The problem: In the data that follows, every line containing the word "PartSolver" should be returned.

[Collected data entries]
----

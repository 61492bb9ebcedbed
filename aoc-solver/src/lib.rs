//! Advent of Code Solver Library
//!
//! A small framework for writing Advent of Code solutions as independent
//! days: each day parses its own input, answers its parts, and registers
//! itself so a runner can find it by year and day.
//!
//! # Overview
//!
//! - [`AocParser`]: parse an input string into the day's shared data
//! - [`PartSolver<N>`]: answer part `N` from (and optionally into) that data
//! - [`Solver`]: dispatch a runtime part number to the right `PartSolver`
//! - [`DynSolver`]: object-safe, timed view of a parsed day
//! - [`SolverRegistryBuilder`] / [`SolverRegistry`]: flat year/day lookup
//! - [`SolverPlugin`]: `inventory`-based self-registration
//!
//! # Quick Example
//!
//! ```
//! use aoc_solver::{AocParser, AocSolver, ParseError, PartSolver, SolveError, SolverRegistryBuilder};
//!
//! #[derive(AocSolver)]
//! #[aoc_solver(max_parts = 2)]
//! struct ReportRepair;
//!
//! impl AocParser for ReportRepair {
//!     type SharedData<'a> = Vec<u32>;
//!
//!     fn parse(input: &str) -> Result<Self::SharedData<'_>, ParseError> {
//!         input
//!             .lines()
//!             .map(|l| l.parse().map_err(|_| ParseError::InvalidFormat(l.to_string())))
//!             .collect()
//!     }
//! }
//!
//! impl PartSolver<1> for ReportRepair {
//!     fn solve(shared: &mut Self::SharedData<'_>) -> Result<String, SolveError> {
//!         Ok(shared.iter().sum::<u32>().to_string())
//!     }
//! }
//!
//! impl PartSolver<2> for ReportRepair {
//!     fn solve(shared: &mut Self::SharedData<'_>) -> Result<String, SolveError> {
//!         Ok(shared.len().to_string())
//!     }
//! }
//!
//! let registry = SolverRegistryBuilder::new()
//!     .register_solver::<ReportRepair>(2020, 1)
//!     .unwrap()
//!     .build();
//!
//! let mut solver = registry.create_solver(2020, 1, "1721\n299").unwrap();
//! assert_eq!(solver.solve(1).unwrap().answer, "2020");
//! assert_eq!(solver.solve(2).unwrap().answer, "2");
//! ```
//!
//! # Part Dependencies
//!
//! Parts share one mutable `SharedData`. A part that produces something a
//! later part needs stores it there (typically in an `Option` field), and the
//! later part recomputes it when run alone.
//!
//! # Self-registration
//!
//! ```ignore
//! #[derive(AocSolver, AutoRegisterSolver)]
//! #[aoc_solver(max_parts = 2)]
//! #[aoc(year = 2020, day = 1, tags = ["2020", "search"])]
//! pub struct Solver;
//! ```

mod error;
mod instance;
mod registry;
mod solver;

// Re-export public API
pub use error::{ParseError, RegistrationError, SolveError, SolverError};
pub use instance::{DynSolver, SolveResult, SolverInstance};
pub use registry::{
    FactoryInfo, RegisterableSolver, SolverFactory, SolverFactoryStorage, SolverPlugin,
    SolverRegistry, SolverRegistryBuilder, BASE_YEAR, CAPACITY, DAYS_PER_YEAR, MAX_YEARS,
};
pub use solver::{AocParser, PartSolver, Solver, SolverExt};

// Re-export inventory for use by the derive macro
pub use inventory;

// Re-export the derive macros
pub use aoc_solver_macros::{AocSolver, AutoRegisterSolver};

----

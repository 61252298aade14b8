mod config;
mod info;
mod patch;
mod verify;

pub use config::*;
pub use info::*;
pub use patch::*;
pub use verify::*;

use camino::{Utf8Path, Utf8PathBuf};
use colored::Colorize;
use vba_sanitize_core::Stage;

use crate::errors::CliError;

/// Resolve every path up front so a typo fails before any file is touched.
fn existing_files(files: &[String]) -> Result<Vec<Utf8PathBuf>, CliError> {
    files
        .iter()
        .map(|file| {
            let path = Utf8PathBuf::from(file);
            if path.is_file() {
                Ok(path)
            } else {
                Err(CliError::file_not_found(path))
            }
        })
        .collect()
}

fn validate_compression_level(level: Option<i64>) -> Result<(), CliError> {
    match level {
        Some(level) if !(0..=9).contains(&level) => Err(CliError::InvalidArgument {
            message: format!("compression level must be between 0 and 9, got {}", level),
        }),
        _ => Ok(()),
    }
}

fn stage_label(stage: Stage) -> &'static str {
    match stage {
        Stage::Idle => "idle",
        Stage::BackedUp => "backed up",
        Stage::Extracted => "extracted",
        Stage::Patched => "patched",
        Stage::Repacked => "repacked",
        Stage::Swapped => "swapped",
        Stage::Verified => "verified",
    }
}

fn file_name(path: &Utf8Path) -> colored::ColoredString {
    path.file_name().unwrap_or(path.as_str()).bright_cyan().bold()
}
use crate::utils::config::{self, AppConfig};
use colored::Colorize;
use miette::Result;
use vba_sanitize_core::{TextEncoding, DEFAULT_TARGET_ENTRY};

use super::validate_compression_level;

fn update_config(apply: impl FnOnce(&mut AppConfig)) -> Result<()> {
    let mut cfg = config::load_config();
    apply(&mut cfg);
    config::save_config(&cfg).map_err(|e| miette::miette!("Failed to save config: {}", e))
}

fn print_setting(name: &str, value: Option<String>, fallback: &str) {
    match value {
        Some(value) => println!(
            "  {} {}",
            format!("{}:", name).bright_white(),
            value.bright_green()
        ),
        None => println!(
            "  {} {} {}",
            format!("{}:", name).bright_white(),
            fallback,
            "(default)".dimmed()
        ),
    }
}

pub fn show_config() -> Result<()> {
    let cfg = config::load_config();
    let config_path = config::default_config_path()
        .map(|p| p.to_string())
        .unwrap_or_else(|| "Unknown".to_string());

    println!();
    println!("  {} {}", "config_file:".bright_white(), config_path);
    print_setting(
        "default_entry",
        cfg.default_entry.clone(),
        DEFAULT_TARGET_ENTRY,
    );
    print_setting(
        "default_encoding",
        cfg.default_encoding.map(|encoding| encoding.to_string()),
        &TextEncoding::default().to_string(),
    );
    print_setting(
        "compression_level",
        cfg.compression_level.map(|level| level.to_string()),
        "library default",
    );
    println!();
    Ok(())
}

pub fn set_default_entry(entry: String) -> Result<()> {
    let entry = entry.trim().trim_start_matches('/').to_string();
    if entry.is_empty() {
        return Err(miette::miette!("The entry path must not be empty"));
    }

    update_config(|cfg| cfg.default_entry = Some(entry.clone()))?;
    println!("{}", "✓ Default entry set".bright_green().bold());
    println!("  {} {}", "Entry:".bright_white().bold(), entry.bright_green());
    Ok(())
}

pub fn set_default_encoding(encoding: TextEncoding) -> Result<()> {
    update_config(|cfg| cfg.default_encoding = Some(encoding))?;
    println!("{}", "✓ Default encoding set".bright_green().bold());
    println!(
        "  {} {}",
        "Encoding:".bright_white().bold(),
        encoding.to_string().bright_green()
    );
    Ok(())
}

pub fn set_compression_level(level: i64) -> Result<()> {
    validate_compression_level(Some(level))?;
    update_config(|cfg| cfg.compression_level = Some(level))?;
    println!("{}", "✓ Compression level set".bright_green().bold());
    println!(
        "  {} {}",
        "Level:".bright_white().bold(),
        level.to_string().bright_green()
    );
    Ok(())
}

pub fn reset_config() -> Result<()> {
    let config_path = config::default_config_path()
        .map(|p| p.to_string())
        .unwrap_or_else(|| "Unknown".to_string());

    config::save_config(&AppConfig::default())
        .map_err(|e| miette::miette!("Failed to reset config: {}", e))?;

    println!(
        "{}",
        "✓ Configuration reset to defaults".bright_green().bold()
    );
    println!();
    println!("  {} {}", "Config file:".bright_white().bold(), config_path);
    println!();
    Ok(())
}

----

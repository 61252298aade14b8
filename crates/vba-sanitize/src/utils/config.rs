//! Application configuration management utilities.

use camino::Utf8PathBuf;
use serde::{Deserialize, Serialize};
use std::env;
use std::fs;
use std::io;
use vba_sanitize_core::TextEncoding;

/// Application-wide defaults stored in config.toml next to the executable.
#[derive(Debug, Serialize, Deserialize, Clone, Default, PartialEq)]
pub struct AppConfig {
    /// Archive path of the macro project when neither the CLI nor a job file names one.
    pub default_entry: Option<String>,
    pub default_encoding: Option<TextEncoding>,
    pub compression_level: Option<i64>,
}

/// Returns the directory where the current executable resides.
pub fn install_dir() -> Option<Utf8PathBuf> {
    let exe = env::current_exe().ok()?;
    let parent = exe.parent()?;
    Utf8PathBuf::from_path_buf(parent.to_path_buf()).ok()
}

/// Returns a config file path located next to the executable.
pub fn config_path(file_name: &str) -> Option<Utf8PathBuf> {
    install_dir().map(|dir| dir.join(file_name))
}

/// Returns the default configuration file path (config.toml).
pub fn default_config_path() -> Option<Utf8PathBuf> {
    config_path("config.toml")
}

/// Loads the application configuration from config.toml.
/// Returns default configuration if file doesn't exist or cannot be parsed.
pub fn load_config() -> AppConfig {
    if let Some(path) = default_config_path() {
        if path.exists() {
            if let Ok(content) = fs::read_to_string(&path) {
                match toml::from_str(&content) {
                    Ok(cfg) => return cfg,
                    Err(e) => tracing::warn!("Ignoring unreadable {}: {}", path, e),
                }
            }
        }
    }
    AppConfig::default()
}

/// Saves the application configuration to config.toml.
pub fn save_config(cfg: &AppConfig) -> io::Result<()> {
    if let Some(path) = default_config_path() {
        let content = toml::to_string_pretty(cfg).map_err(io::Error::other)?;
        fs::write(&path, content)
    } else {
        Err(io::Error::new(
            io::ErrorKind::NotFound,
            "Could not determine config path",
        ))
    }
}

----

Solved exercise:
//! - [`PartSolver<N>`]: answer part `N` from (and optionally into) that data
//! - [`Solver`]: dispatch a runtime part number to the right `PartSolver`
//! use aoc_solver::{AocParser, AocSolver, ParseError, PartSolver, SolveError, SolverRegistryBuilder};
//! impl PartSolver<1> for ReportRepair {
//! impl PartSolver<2> for ReportRepair {
pub use solver::{AocParser, PartSolver, Solver, SolverExt};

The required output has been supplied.